WHAT TO WORK ON
Which lines of the entries below hold the word "PostgresRepository"? Report each of them.

INFORMATION GIVEN
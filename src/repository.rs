use std::{collections::BTreeMap, sync::Arc};

use async_trait::async_trait;
use sqlx::PgPool;
use thiserror::Error;
use tokio::sync::RwLock;

use crate::models::{Dish, NewDish, NewRestaurant, Restaurant};

/// RepositoryError
///
/// Storage failures as seen by the service layer. Unique-constraint violations
/// are singled out so a lost "check then insert" race still reports a duplicate.
#[derive(Debug, Error)]
pub enum RepositoryError {
    #[error("{0}")]
    UniqueViolation(String),

    #[error("database error: {0}")]
    Database(sqlx::Error),
}

impl From<sqlx::Error> for RepositoryError {
    fn from(err: sqlx::Error) -> Self {
        match err.as_database_error() {
            Some(db) if db.is_unique_violation() => {
                RepositoryError::UniqueViolation("Resource already exists".to_string())
            }
            _ => RepositoryError::Database(err),
        }
    }
}

pub type RepoResult<T> = Result<T, RepositoryError>;

/// Repository Trait
///
/// The storage collaborator behind the entity services. Handlers never talk to
/// it directly; the services add the existence and uniqueness rules on top.
///
/// **Send + Sync + async_trait** make `Arc<dyn Repository>` shareable across
/// Axum's request tasks.
#[async_trait]
pub trait Repository: Send + Sync {
    // --- Restaurants ---
    async fn find_restaurant(&self, id: i64) -> RepoResult<Option<Restaurant>>;
    // Ordered by id.
    async fn list_restaurants(&self, offset: i64, limit: i64) -> RepoResult<Vec<Restaurant>>;
    async fn count_restaurants(&self) -> RepoResult<i64>;
    // Case-insensitive exact match on cuisine.
    async fn find_restaurants_by_cuisine(&self, cuisine: &str) -> RepoResult<Vec<Restaurant>>;
    async fn restaurant_exists_by_name(&self, name: &str) -> RepoResult<bool>;
    async fn insert_restaurant(&self, new: &NewRestaurant) -> RepoResult<Restaurant>;
    async fn update_restaurant(&self, id: i64, new: &NewRestaurant)
    -> RepoResult<Option<Restaurant>>;
    /// Deletes the restaurant and all of its dishes atomically.
    /// Returns false when no restaurant had that id.
    async fn delete_restaurant(&self, id: i64) -> RepoResult<bool>;

    // --- Dishes ---
    async fn find_dish(&self, id: i64) -> RepoResult<Option<Dish>>;
    async fn dishes_for_restaurants(&self, restaurant_ids: &[i64]) -> RepoResult<Vec<Dish>>;
    /// Returns `None`, and inserts nothing, when the restaurant does not exist.
    async fn insert_dish(&self, restaurant_id: i64, new: &NewDish) -> RepoResult<Option<Dish>>;
    async fn update_dish(&self, id: i64, new: &NewDish) -> RepoResult<Option<Dish>>;
    async fn delete_dish(&self, id: i64) -> RepoResult<bool>;

    async fn dishes_for_restaurant(&self, restaurant_id: i64) -> RepoResult<Vec<Dish>> {
        self.dishes_for_restaurants(&[restaurant_id]).await
    }
}

/// RepositoryState
///
/// The concrete type used to share the persistence layer across the application state.
pub type RepositoryState = Arc<dyn Repository>;

// --- Postgres ---

const RESTAURANT_COLUMNS: &str = "id, name, cuisine, address";
const DISH_COLUMNS: &str = "id, name, description, price, image_url, restaurant_id";

/// PostgresRepository
///
/// The production implementation, backed by PostgreSQL. Schema lives in `migrations/`.
pub struct PostgresRepository {
    pool: PgPool,
}

impl PostgresRepository {
    pub fn new(pool: PgPool) -> Self {
        Self { pool }
    }

    /// Applies the embedded migrations.
    pub async fn migrate(&self) -> Result<(), sqlx::migrate::MigrateError> {
        sqlx::migrate!("./migrations").run(&self.pool).await
    }
}

#[async_trait]
impl Repository for PostgresRepository {
    async fn find_restaurant(&self, id: i64) -> RepoResult<Option<Restaurant>> {
        let sql = format!("SELECT {RESTAURANT_COLUMNS} FROM restaurants WHERE id = $1");
        Ok(sqlx::query_as::<_, Restaurant>(&sql)
            .bind(id)
            .fetch_optional(&self.pool)
            .await?)
    }

    async fn list_restaurants(&self, offset: i64, limit: i64) -> RepoResult<Vec<Restaurant>> {
        let sql = format!(
            "SELECT {RESTAURANT_COLUMNS} FROM restaurants ORDER BY id LIMIT $1 OFFSET $2"
        );
        Ok(sqlx::query_as::<_, Restaurant>(&sql)
            .bind(limit)
            .bind(offset)
            .fetch_all(&self.pool)
            .await?)
    }

    async fn count_restaurants(&self) -> RepoResult<i64> {
        Ok(sqlx::query_scalar::<_, i64>("SELECT COUNT(*) FROM restaurants")
            .fetch_one(&self.pool)
            .await?)
    }

    async fn find_restaurants_by_cuisine(&self, cuisine: &str) -> RepoResult<Vec<Restaurant>> {
        let sql = format!(
            "SELECT {RESTAURANT_COLUMNS} FROM restaurants WHERE LOWER(cuisine) = LOWER($1) ORDER BY id"
        );
        Ok(sqlx::query_as::<_, Restaurant>(&sql)
            .bind(cuisine)
            .fetch_all(&self.pool)
            .await?)
    }

    async fn restaurant_exists_by_name(&self, name: &str) -> RepoResult<bool> {
        Ok(
            sqlx::query_scalar::<_, bool>("SELECT EXISTS(SELECT 1 FROM restaurants WHERE name = $1)")
                .bind(name)
                .fetch_one(&self.pool)
                .await?,
        )
    }

    async fn insert_restaurant(&self, new: &NewRestaurant) -> RepoResult<Restaurant> {
        let sql = format!(
            "INSERT INTO restaurants (name, cuisine, address) VALUES ($1, $2, $3) RETURNING {RESTAURANT_COLUMNS}"
        );
        Ok(sqlx::query_as::<_, Restaurant>(&sql)
            .bind(&new.name)
            .bind(&new.cuisine)
            .bind(&new.address)
            .fetch_one(&self.pool)
            .await?)
    }

    async fn update_restaurant(
        &self,
        id: i64,
        new: &NewRestaurant,
    ) -> RepoResult<Option<Restaurant>> {
        let sql = format!(
            "UPDATE restaurants SET name = $2, cuisine = $3, address = $4 WHERE id = $1 RETURNING {RESTAURANT_COLUMNS}"
        );
        Ok(sqlx::query_as::<_, Restaurant>(&sql)
            .bind(id)
            .bind(&new.name)
            .bind(&new.cuisine)
            .bind(&new.address)
            .fetch_optional(&self.pool)
            .await?)
    }

    /// Children first, then the parent, in one transaction. The schema has no
    /// `ON DELETE CASCADE`; the two-step delete is the only cascade path.
    async fn delete_restaurant(&self, id: i64) -> RepoResult<bool> {
        let mut tx = self.pool.begin().await?;

        sqlx::query("DELETE FROM dishes WHERE restaurant_id = $1")
            .bind(id)
            .execute(&mut *tx)
            .await?;
        let deleted = sqlx::query("DELETE FROM restaurants WHERE id = $1")
            .bind(id)
            .execute(&mut *tx)
            .await?
            .rows_affected();

        tx.commit().await?;
        Ok(deleted > 0)
    }

    async fn find_dish(&self, id: i64) -> RepoResult<Option<Dish>> {
        let sql = format!("SELECT {DISH_COLUMNS} FROM dishes WHERE id = $1");
        Ok(sqlx::query_as::<_, Dish>(&sql)
            .bind(id)
            .fetch_optional(&self.pool)
            .await?)
    }

    async fn dishes_for_restaurants(&self, restaurant_ids: &[i64]) -> RepoResult<Vec<Dish>> {
        if restaurant_ids.is_empty() {
            return Ok(Vec::new());
        }
        let sql = format!(
            "SELECT {DISH_COLUMNS} FROM dishes WHERE restaurant_id = ANY($1) ORDER BY id"
        );
        Ok(sqlx::query_as::<_, Dish>(&sql)
            .bind(restaurant_ids)
            .fetch_all(&self.pool)
            .await?)
    }

    // Parent check and insert run as one statement.
    async fn insert_dish(&self, restaurant_id: i64, new: &NewDish) -> RepoResult<Option<Dish>> {
        let sql = format!(
            "INSERT INTO dishes (name, description, price, image_url, restaurant_id) \
             SELECT $1, $2, $3, $4, $5 WHERE EXISTS (SELECT 1 FROM restaurants WHERE id = $5) \
             RETURNING {DISH_COLUMNS}"
        );
        Ok(sqlx::query_as::<_, Dish>(&sql)
            .bind(&new.name)
            .bind(&new.description)
            .bind(new.price)
            .bind(&new.image_url)
            .bind(restaurant_id)
            .fetch_optional(&self.pool)
            .await?)
    }

    async fn update_dish(&self, id: i64, new: &NewDish) -> RepoResult<Option<Dish>> {
        let sql = format!(
            "UPDATE dishes SET name = $2, description = $3, price = $4, image_url = $5 WHERE id = $1 RETURNING {DISH_COLUMNS}"
        );
        Ok(sqlx::query_as::<_, Dish>(&sql)
            .bind(id)
            .bind(&new.name)
            .bind(&new.description)
            .bind(new.price)
            .bind(&new.image_url)
            .fetch_optional(&self.pool)
            .await?)
    }

    async fn delete_dish(&self, id: i64) -> RepoResult<bool> {
        let deleted = sqlx::query("DELETE FROM dishes WHERE id = $1")
            .bind(id)
            .execute(&self.pool)
            .await?
            .rows_affected();
        Ok(deleted > 0)
    }
}

// --- In-memory ---

#[derive(Default)]
struct Tables {
    restaurants: BTreeMap<i64, Restaurant>,
    dishes: BTreeMap<i64, Dish>,
    next_restaurant_id: i64,
    next_dish_id: i64,
}

/// MemoryRepository
///
/// An in-process implementation with the same observable behaviour as the
/// Postgres one (id ordering, unique names, case-insensitive cuisine search,
/// atomic cascade delete). Used for local runs without `DATABASE_URL` and by
/// the test suites.
#[derive(Default)]
pub struct MemoryRepository {
    tables: RwLock<Tables>,
}

impl MemoryRepository {
    pub fn new() -> Self {
        Self::default()
    }
}

#[async_trait]
impl Repository for MemoryRepository {
    async fn find_restaurant(&self, id: i64) -> RepoResult<Option<Restaurant>> {
        Ok(self.tables.read().await.restaurants.get(&id).cloned())
    }

    async fn list_restaurants(&self, offset: i64, limit: i64) -> RepoResult<Vec<Restaurant>> {
        let tables = self.tables.read().await;
        Ok(tables
            .restaurants
            .values()
            .skip(usize::try_from(offset).unwrap_or(0))
            .take(usize::try_from(limit).unwrap_or(0))
            .cloned()
            .collect())
    }

    async fn count_restaurants(&self) -> RepoResult<i64> {
        Ok(self.tables.read().await.restaurants.len() as i64)
    }

    async fn find_restaurants_by_cuisine(&self, cuisine: &str) -> RepoResult<Vec<Restaurant>> {
        let cuisine = cuisine.to_lowercase();
        let tables = self.tables.read().await;
        Ok(tables
            .restaurants
            .values()
            .filter(|r| r.cuisine.to_lowercase() == cuisine)
            .cloned()
            .collect())
    }

    async fn restaurant_exists_by_name(&self, name: &str) -> RepoResult<bool> {
        let tables = self.tables.read().await;
        Ok(tables.restaurants.values().any(|r| r.name == name))
    }

    async fn insert_restaurant(&self, new: &NewRestaurant) -> RepoResult<Restaurant> {
        let mut tables = self.tables.write().await;
        if tables.restaurants.values().any(|r| r.name == new.name) {
            return Err(name_taken());
        }

        tables.next_restaurant_id += 1;
        let restaurant = Restaurant {
            id: tables.next_restaurant_id,
            name: new.name.clone(),
            cuisine: new.cuisine.clone(),
            address: new.address.clone(),
        };
        tables.restaurants.insert(restaurant.id, restaurant.clone());
        Ok(restaurant)
    }

    async fn update_restaurant(
        &self,
        id: i64,
        new: &NewRestaurant,
    ) -> RepoResult<Option<Restaurant>> {
        let mut tables = self.tables.write().await;
        if tables
            .restaurants
            .values()
            .any(|r| r.id != id && r.name == new.name)
        {
            return Err(name_taken());
        }

        Ok(tables.restaurants.get_mut(&id).map(|restaurant| {
            restaurant.name = new.name.clone();
            restaurant.cuisine = new.cuisine.clone();
            restaurant.address = new.address.clone();
            restaurant.clone()
        }))
    }

    async fn delete_restaurant(&self, id: i64) -> RepoResult<bool> {
        // One write guard covers both steps, so no reader sees orphaned dishes.
        let mut tables = self.tables.write().await;
        if tables.restaurants.remove(&id).is_none() {
            return Ok(false);
        }
        tables.dishes.retain(|_, dish| dish.restaurant_id != id);
        Ok(true)
    }

    async fn find_dish(&self, id: i64) -> RepoResult<Option<Dish>> {
        Ok(self.tables.read().await.dishes.get(&id).cloned())
    }

    async fn dishes_for_restaurants(&self, restaurant_ids: &[i64]) -> RepoResult<Vec<Dish>> {
        let tables = self.tables.read().await;
        Ok(tables
            .dishes
            .values()
            .filter(|dish| restaurant_ids.contains(&dish.restaurant_id))
            .cloned()
            .collect())
    }

    async fn insert_dish(&self, restaurant_id: i64, new: &NewDish) -> RepoResult<Option<Dish>> {
        let mut tables = self.tables.write().await;
        if !tables.restaurants.contains_key(&restaurant_id) {
            return Ok(None);
        }
        tables.next_dish_id += 1;
        let dish = Dish {
            id: tables.next_dish_id,
            name: new.name.clone(),
            description: new.description.clone(),
            price: new.price,
            image_url: new.image_url.clone(),
            restaurant_id,
        };
        tables.dishes.insert(dish.id, dish.clone());
        Ok(Some(dish))
    }

    async fn update_dish(&self, id: i64, new: &NewDish) -> RepoResult<Option<Dish>> {
        let mut tables = self.tables.write().await;
        Ok(tables.dishes.get_mut(&id).map(|dish| {
            dish.name = new.name.clone();
            dish.description = new.description.clone();
            dish.price = new.price;
            dish.image_url = new.image_url.clone();
            dish.clone()
        }))
    }

    async fn delete_dish(&self, id: i64) -> RepoResult<bool> {
        Ok(self.tables.write().await.dishes.remove(&id).is_some())
    }
}

fn name_taken() -> RepositoryError {
    RepositoryError::UniqueViolation("Restaurant name already exists".to_string())
}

RESULT OF THIS TASK
/// PostgresRepository
pub struct PostgresRepository {
impl PostgresRepository {
impl Repository for PostgresRepository {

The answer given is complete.